It amazes me how, with complete disregard for personal wishes, the Clam Collective spreads out addresses to all their fellow clams and goes searching on the Net for email addresses. My wife did not share her email address at Yahoo with any $cientology Lurch but she started getting spam out of the blue. The latest, today, shows me that: (a) they are desperate for money and coming up with yet more "products" to get it at any cost; and (b) there aren't as many OSA dorks reading this group as some of you think, or they might've read my posts and gotten the hint that we don't want to be bothered. Their mistake.
Here's the spam she got today. Wondered how much got edited out of the tapes, like the sec check tape where Humbug is security checking James Hare, who laughingly discusses invading a planet and raping all the 12 year-old girls. I remember when Bridge was transcribing all those tapes and they excised that bit out, although I heard the tape as originally constituted while reading the edited written transcript. Here's the latest drivel from the Land of the Loons --
From: "Bridge Publications, Inc." <info@bridgepub.com>
To: <info@bridgepub.com>
Subject: The future is now here...
Date: Tue, 16 Jul 2002 18:43:42 -0700
Let me give you some facts and figures on the Premier Series‹The first four LRH lecture series on Compact Disc
135 LRH lectures total on compact disc now available for the first time. Each set includes a personalized LRH reference supplement pack, pertaining to the materials covered and expanding on the subject matter.
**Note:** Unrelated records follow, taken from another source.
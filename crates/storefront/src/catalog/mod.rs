//! Product and category state, and the shopper-facing catalog filter.
//!
//! A [`CatalogStore`] runs in one of two modes:
//!
//! - **server-backed** ([`CatalogStore::new`]): contents are replaced wholesale
//!   from upstream responses and never persisted locally.
//! - **local** ([`CatalogStore::load_local`]): contents live in the key-value
//!   store and are edited through the admin operations. An empty or
//!   unreadable store is seeded with the built-in catalog.
//!
//! Either way the wildcard category is always present and listed first.

mod seed;

use std::sync::Arc;

use chrono::Utc;
use indexmap::IndexMap;
use shapeshift_core::{Category, CategoryId, Product, ProductId, ProductInput, ProductPatch};

pub use seed::{default_categories, default_products};

use crate::storage::{KeyValueStore, keys, load_json, save_json};

/// Errors from catalog administration.
#[derive(Debug, Clone, PartialEq, Eq, thiserror::Error)]
pub enum CatalogError {
    /// The wildcard category cannot be removed.
    #[error("the \"all\" category cannot be deleted")]
    WildcardCategory,
}

/// Whether `product` passes the shopper filter.
///
/// The search term matches, case-insensitively, as a substring of the name,
/// description, brand or any tag; an empty term matches everything. The
/// category matches when it is the product's own or the wildcard.
#[must_use]
pub fn matches(product: &Product, search: &str, category: &CategoryId) -> bool {
    let category_ok = category.is_all() || &product.category == category;
    category_ok && matches_search(product, search)
}

fn matches_search(product: &Product, search: &str) -> bool {
    if search.is_empty() {
        return true;
    }
    let needle = search.to_lowercase();
    let hit = |field: &str| field.to_lowercase().contains(&needle);

    hit(&product.name)
        || hit(&product.description)
        || product.brand.as_deref().is_some_and(hit)
        || product.tags.iter().any(|tag| hit(tag))
}

/// Products and categories.
pub struct CatalogStore {
    products: IndexMap<ProductId, Product>,
    categories: IndexMap<CategoryId, Category>,
    store: Option<Arc<dyn KeyValueStore>>,
}

impl std::fmt::Debug for CatalogStore {
    fn fmt(&self, f: &mut std::fmt::Formatter<'_>) -> std::fmt::Result {
        f.debug_struct("CatalogStore")
            .field("products", &self.products.len())
            .field("categories", &self.categories.len())
            .field("local", &self.store.is_some())
            .finish()
    }
}

impl Default for CatalogStore {
    fn default() -> Self {
        Self::new()
    }
}

impl CatalogStore {
    /// An empty server-backed catalog holding only the wildcard category.
    #[must_use]
    pub fn new() -> Self {
        let mut catalog = Self {
            products: IndexMap::new(),
            categories: IndexMap::new(),
            store: None,
        };
        catalog.replace_categories(Vec::new());
        catalog
    }

    /// A locally persisted catalog, seeded with the built-in data when the
    /// store has nothing usable.
    pub fn load_local(store: Arc<dyn KeyValueStore>) -> Self {
        let products: Vec<Product> = load_json(store.as_ref(), keys::PRODUCTS)
            .unwrap_or_else(|| default_products(Utc::now()));
        let categories: Vec<Category> =
            load_json(store.as_ref(), keys::CATEGORIES).unwrap_or_else(default_categories);

        let mut catalog = Self::new();
        catalog.replace_products(products);
        catalog.replace_categories(categories);
        catalog.store = Some(store);
        catalog.persist_products();
        catalog.persist_categories();
        catalog
    }

    // =========================================================================
    // Queries
    // =========================================================================

    /// All products, active or not.
    pub fn products(&self) -> impl Iterator<Item = &Product> {
        self.products.values()
    }

    #[must_use]
    pub fn product(&self, id: &ProductId) -> Option<&Product> {
        self.products.get(id)
    }

    /// Products with `is_active` set.
    pub fn active_products(&self) -> impl Iterator<Item = &Product> {
        self.products.values().filter(|p| p.is_active)
    }

    /// Active products passing [`matches`].
    #[must_use]
    pub fn filter(&self, search: &str, category: &CategoryId) -> Vec<&Product> {
        self.active_products()
            .filter(|p| matches(p, search, category))
            .collect()
    }

    /// All categories, wildcard first.
    pub fn categories(&self) -> impl Iterator<Item = &Category> {
        self.categories.values()
    }

    #[must_use]
    pub fn category(&self, id: &CategoryId) -> Option<&Category> {
        self.categories.get(id)
    }

    /// Categories for the top row of the filter, wildcard first.
    #[must_use]
    pub fn top_level_categories(&self) -> Vec<&Category> {
        self.categories
            .values()
            .filter(|c| c.is_active && c.is_top_level())
            .collect()
    }

    /// Direct children of `id`: its embedded subcategories, or failing that
    /// the categories naming it as parent.
    #[must_use]
    pub fn subcategories(&self, id: &CategoryId) -> Vec<&Category> {
        if let Some(parent) = self.categories.get(id)
            && parent.has_children()
        {
            return parent.subcategories.iter().filter(|c| c.is_active).collect();
        }
        self.categories
            .values()
            .filter(|c| c.is_active && c.parent_category.as_ref() == Some(id))
            .collect()
    }

    // =========================================================================
    // Upstream refresh
    // =========================================================================

    /// Replace every product. Later duplicates of an id win.
    pub fn replace_products(&mut self, products: Vec<Product>) {
        self.products = products.into_iter().map(|p| (p.id.clone(), p)).collect();
        self.persist_products();
    }

    /// Replace every category, keeping the wildcard first.
    pub fn replace_categories(&mut self, categories: Vec<Category>) {
        let mut map = IndexMap::with_capacity(categories.len() + 1);
        let all = Category::all();
        map.insert(all.id.clone(), all);
        for category in categories.into_iter().filter(|c| !c.is_wildcard()) {
            map.insert(category.id.clone(), category);
        }
        self.categories = map;
        self.persist_categories();
    }

    // =========================================================================
    // Local administration
    // =========================================================================

    /// Add a product with a generated `prod-<unix-millis>` id.
    pub fn add_product(&mut self, input: ProductInput) -> Product {
        let now = Utc::now();
        let mut millis = now.timestamp_millis();
        let id = loop {
            let candidate = ProductId::new(format!("prod-{millis}"));
            if !self.products.contains_key(&candidate) {
                break candidate;
            }
            millis += 1;
        };

        let product = input.into_product(id.clone(), now);
        tracing::info!(product_id = %id, "Added product");
        self.products.insert(id, product.clone());
        self.persist_products();
        product
    }

    /// Apply `patch` to a product and bump its `updated_at`.
    ///
    /// Returns `None` when no product has that id.
    pub fn update_product(&mut self, id: &ProductId, patch: ProductPatch) -> Option<&Product> {
        let product = self.products.get_mut(id)?;
        product.apply(patch);
        product.updated_at = Some(Utc::now());
        self.persist_products();
        self.products.get(id)
    }

    /// Remove a product. Returns whether it existed.
    pub fn delete_product(&mut self, id: &ProductId) -> bool {
        let removed = self.products.shift_remove(id).is_some();
        if removed {
            self.persist_products();
        }
        removed
    }

    /// Append a category. An id that already exists is ignored and `false`
    /// returned.
    pub fn add_category(&mut self, category: Category) -> bool {
        if self.categories.contains_key(&category.id) {
            return false;
        }
        self.categories.insert(category.id.clone(), category);
        self.persist_categories();
        true
    }

    /// Remove a category. Returns whether it existed.
    ///
    /// # Errors
    ///
    /// Returns [`CatalogError::WildcardCategory`] for the wildcard.
    pub fn delete_category(&mut self, id: &CategoryId) -> Result<bool, CatalogError> {
        if id.is_all() {
            return Err(CatalogError::WildcardCategory);
        }
        let removed = self.categories.shift_remove(id).is_some();
        if removed {
            self.persist_categories();
        }
        Ok(removed)
    }

    fn persist_products(&self) {
        if let Some(store) = &self.store {
            let list: Vec<&Product> = self.products.values().collect();
            save_json(store.as_ref(), keys::PRODUCTS, &list);
        }
    }

    fn persist_categories(&self) {
        if let Some(store) = &self.store {
            let list: Vec<&Category> = self.categories.values().collect();
            save_json(store.as_ref(), keys::CATEGORIES, &list);
        }
    }
}

#[cfg(test)]
#[allow(clippy::unwrap_used)]
mod tests {
    use serde_json::json;
    use shapeshift_core::Price;

    use super::*;
    use crate::storage::MemoryStore;

    fn product(value: serde_json::Value) -> Product {
        serde_json::from_value(value).unwrap()
    }

    fn sale_item() -> Product {
        product(json!({
            "id": "p1",
            "name": "Shaker",
            "description": "Leak-proof bottle",
            "price": 299,
            "category": "sports",
            "brand": "ShapeShift",
            "tags": ["sale"]
        }))
    }

    #[test]
    fn test_tag_match_with_wildcard_category() {
        let p = sale_item();
        assert!(matches(&p, "sal", &CategoryId::all()));
        assert!(!matches(&p, "sal", &CategoryId::from("protein")));
        assert!(matches(&p, "sal", &CategoryId::from("sports")));
    }

    #[test]
    fn test_search_fields_are_case_insensitive() {
        let p = sale_item();
        let all = CategoryId::all();
        assert!(matches(&p, "SHAKER", &all));
        assert!(matches(&p, "leak", &all));
        assert!(matches(&p, "shapeshift", &all));
        assert!(!matches(&p, "whey", &all));
    }

    #[test]
    fn test_empty_search_matches_everything() {
        assert!(matches(&sale_item(), "", &CategoryId::all()));
    }

    #[test]
    fn test_filter_skips_inactive() {
        let mut catalog = CatalogStore::new();
        let mut hidden = sale_item();
        hidden.id = "p2".into();
        hidden.is_active = false;
        catalog.replace_products(vec![sale_item(), hidden]);

        let found = catalog.filter("", &CategoryId::all());
        assert_eq!(found.len(), 1);
        assert_eq!(catalog.products().count(), 2);
    }

    #[test]
    fn test_wildcard_always_first_and_undeletable() {
        let mut catalog = CatalogStore::new();
        catalog.replace_categories(vec![
            Category::new("protein", "Protein"),
            Category::new("all", "Everything"),
        ]);

        let ids: Vec<_> = catalog.categories().map(|c| c.id.as_str()).collect();
        assert_eq!(ids, ["all", "protein"]);
        assert_eq!(catalog.categories().next().unwrap().label(), "All Products");

        assert_eq!(
            catalog.delete_category(&CategoryId::all()),
            Err(CatalogError::WildcardCategory)
        );
        assert_eq!(catalog.delete_category(&"protein".into()), Ok(true));
        assert_eq!(catalog.delete_category(&"protein".into()), Ok(false));
    }

    #[test]
    fn test_add_category_ignores_duplicates() {
        let mut catalog = CatalogStore::new();
        assert!(catalog.add_category(Category::new("energy", "Energy")));
        assert!(!catalog.add_category(Category::new("energy", "Renamed")));
        assert_eq!(
            catalog.category(&"energy".into()).unwrap().display_name,
            "Energy"
        );
    }

    #[test]
    fn test_local_catalog_seeds_defaults() {
        let store = Arc::new(MemoryStore::new());
        let catalog = CatalogStore::load_local(store.clone());

        assert_eq!(catalog.products().count(), 3);
        assert_eq!(catalog.categories().count(), 17);
        let whey = catalog.product(&"clean-whey-mango".into()).unwrap();
        assert_eq!(whey.price, Price::from_units(6229));
        assert_eq!(whey.variant_label(), "Mango Twist");

        // Seeds were written back, so a second load sees the same data.
        assert!(store.get(keys::PRODUCTS).is_some());
        assert_eq!(CatalogStore::load_local(store).products().count(), 3);
    }

    #[test]
    fn test_local_admin_operations_persist() {
        let store = Arc::new(MemoryStore::new());
        let mut catalog = CatalogStore::load_local(store.clone());

        let input: ProductInput = serde_json::from_value(json!({
            "name": "Creatine",
            "mrp": 999,
            "price": 899,
            "category": "recovery"
        }))
        .unwrap();
        let id = catalog.add_product(input).id;
        assert!(id.as_str().starts_with("prod-"));

        let updated = catalog
            .update_product(
                &id,
                ProductPatch {
                    is_active: Some(false),
                    ..ProductPatch::default()
                },
            )
            .unwrap();
        assert!(!updated.is_active);
        assert!(updated.updated_at >= updated.created_at);

        assert!(catalog.delete_product(&"uc-cc-cream".into()));
        assert!(catalog.update_product(&"missing".into(), ProductPatch::default()).is_none());

        let reloaded = CatalogStore::load_local(store);
        assert_eq!(reloaded.products().count(), 3);
        assert_eq!(reloaded.active_products().count(), 2);
        assert!(reloaded.product(&"uc-cc-cream".into()).is_none());
    }

    #[test]
    fn test_generated_ids_do_not_collide() {
        let mut catalog = CatalogStore::new();
        let input: ProductInput = serde_json::from_value(json!({
            "name": "X", "mrp": 1, "price": 1, "category": "other"
        }))
        .unwrap();
        let a = catalog.add_product(input.clone()).id;
        let b = catalog.add_product(input).id;
        assert_ne!(a, b);
    }

    #[test]
    fn test_category_tree() {
        let mut catalog = CatalogStore::new();
        let parent: Category = serde_json::from_value(json!({
            "id": "supplements",
            "displayName": "Supplements",
            "subcategories": [
                {"id": "whey", "displayName": "Whey", "parentCategory": "supplements", "level": 1}
            ]
        }))
        .unwrap();
        let orphan_child: Category = serde_json::from_value(json!({
            "id": "vegan", "parentCategory": "protein", "level": 1
        }))
        .unwrap();
        catalog.replace_categories(vec![
            parent,
            Category::new("protein", "Protein"),
            orphan_child,
        ]);

        let top: Vec<_> = catalog
            .top_level_categories()
            .iter()
            .map(|c| c.id.as_str())
            .collect();
        assert_eq!(top, ["all", "supplements", "protein"]);

        let whey: Vec<_> = catalog
            .subcategories(&"supplements".into())
            .iter()
            .map(|c| c.id.as_str())
            .collect();
        assert_eq!(whey, ["whey"]);

        let vegan: Vec<_> = catalog
            .subcategories(&"protein".into())
            .iter()
            .map(|c| c.id.as_str())
            .collect();
        assert_eq!(vegan, ["vegan"]);
    }
}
11 of these lectures have never been released from the LRH archives, including one rare talk on ESP and telepathy which is guaranteed to blow you away. Digital Clearsound technology perfecting each compact disc to sound clarity you have never heard before on planet Earth.
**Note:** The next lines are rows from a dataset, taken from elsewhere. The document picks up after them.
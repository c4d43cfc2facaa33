//! Command implementations.
//!
//! Every command talks to the catalog API through the storefront's
//! [`ApiClient`]. The bearer token is kept in a [`FileStore`] under the
//! storefront data directory, so a `login` here is also seen by a
//! storefront started from the same directory.
//!
//! # Environment Variables
//!
//! - `SHAPESHIFT_API_BASE_URL` - Catalog API base URL
//! - `STOREFRONT_DATA_DIR` - Where the token is stored (default: .shapeshift)

pub mod auth;
pub mod categories;
pub mod products;
pub mod upload;

use std::path::PathBuf;
use std::sync::Arc;

use shapeshift_storefront::api::{ApiClient, ApiConfig, ApiError};
use shapeshift_storefront::config::{ConfigError, DEFAULT_DATA_DIR};
use shapeshift_storefront::storage::{FileStore, StorageError};
use thiserror::Error;

/// Errors that can occur while running a command.
#[derive(Debug, Error)]
pub enum CliError {
    #[error("Configuration error: {0}")]
    Config(#[from] ConfigError),

    #[error("Cannot open data directory: {0}")]
    Storage(#[from] StorageError),

    #[error(transparent)]
    Api(#[from] ApiError),

    #[error("Cannot read {0}: {1}")]
    Read(PathBuf, std::io::Error),

    #[error("JSON error: {0}")]
    Json(#[from] serde_json::Error),

    #[error("{0}")]
    Invalid(String),
}

/// Build an API client from the environment.
///
/// # Errors
///
/// Returns an error if the configuration is invalid or the data directory
/// cannot be created.
pub fn client() -> Result<ApiClient, CliError> {
    dotenvy::dotenv().ok();

    let config = ApiConfig::from_env()?;
    let data_dir = std::env::var("STOREFRONT_DATA_DIR")
        .ok()
        .filter(|d| !d.trim().is_empty())
        .map_or_else(|| PathBuf::from(DEFAULT_DATA_DIR), PathBuf::from);
    let store = Arc::new(FileStore::open(data_dir)?);

    Ok(ApiClient::new(&config, store)?)
}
It would normally cost $4570 for these lectures on cassette, now with the new digital production line, the package price is discounted to $2000.
Included in the package is a new Clearsound CD Listening System, with a custom bag to hold your CDs and transcripts, a high-end Sony¨ walkman¨ and Clearsound amplifier.
Take a moment to view our <http://www.lrh-books.com>new interactive animated flash presentation on-line and <https://peony.site-secure.net/lrh-books/mv/order/order1.php>order your Premier Series today!
Sincerely,
Patrick Howson
Mail Order Manager
Bridge Publications
(800) 722-1733
<https://peony.site-secure.net/lrh-books/mv/order/order1.php>
Premier Series Savings Breakdown
Lecture Name Cassette Price CD Price The Phoenix Lectures
$550.00 $300.00 State of Man Congress $345.00 $200.00 Saint
Hill New Civilization Lectures $550.00 $300.00 Philadelphia
Doctorate Course $2750.00 $1500.00 Entire package, including the
Clearsound CD Listening Kit $4570.00 $2000.00
<https://peony.site-secure.net/lrh-books/mv/order/order1.php>
Premier Series Features
Each CD module is accompanied by its own transcript booklet, so you can
follow every word. Find your place in seconds using the convenient CD
track numbers printed in the transcript margins. Each Premier Series
comes with a supplement of Source materials ‹ LRH hand-drawn charts,
related Source writings from the time, the codes, scales or axioms
referred to in the lectures.
Complete glossaries of terms and phrases in each transcript booklet ensure full understanding of the lectures. The lid locks automatically when closed, holding all the elements securely in place.
Spiral bindings enable the transcripts to lay flat or fold over completely for compactness and portability. Each module holds up to a dozen hour-long LRH lectures. The achievement of digital Clearsound is something you must hear to appreciate. Once you experience the rich, full spectrum of sound, you'll spend every available moment listening to LRH.
<http://www.lrh-books.com/mv/order/copyright.php>© 2002 Bridge Publications, Inc. All rights reserved.
--
What would I do if I had only six months left to live?
I'd type faster.
-- Isaac Asimov (who is now dead)
All the best,
Skip Press, the Duke of URL and
The Sum of All Hollywood Fears at
http://home.earthlink.net/~skippress/
In <ujb2bmpiud8c63@corp.supernews.com>, "Chip Gallo"
<cgallo@deleteThisCitlink.net> wrote:
>Oh man, look at those prices. How many pricing policies does that violate?
>The True Believers would spend $300 to hear a ClearSound recording of
>Hubbard farting in the bathroom, and write up a huge Success Story
>afterwards.
Hubbard farted on the toilet? Couldn't have been much of a holy man or guru. A true guru would inspire his followers, with a cooly cosmic problem/question/mystery such as:
"What is the sound of one cheek flapping?"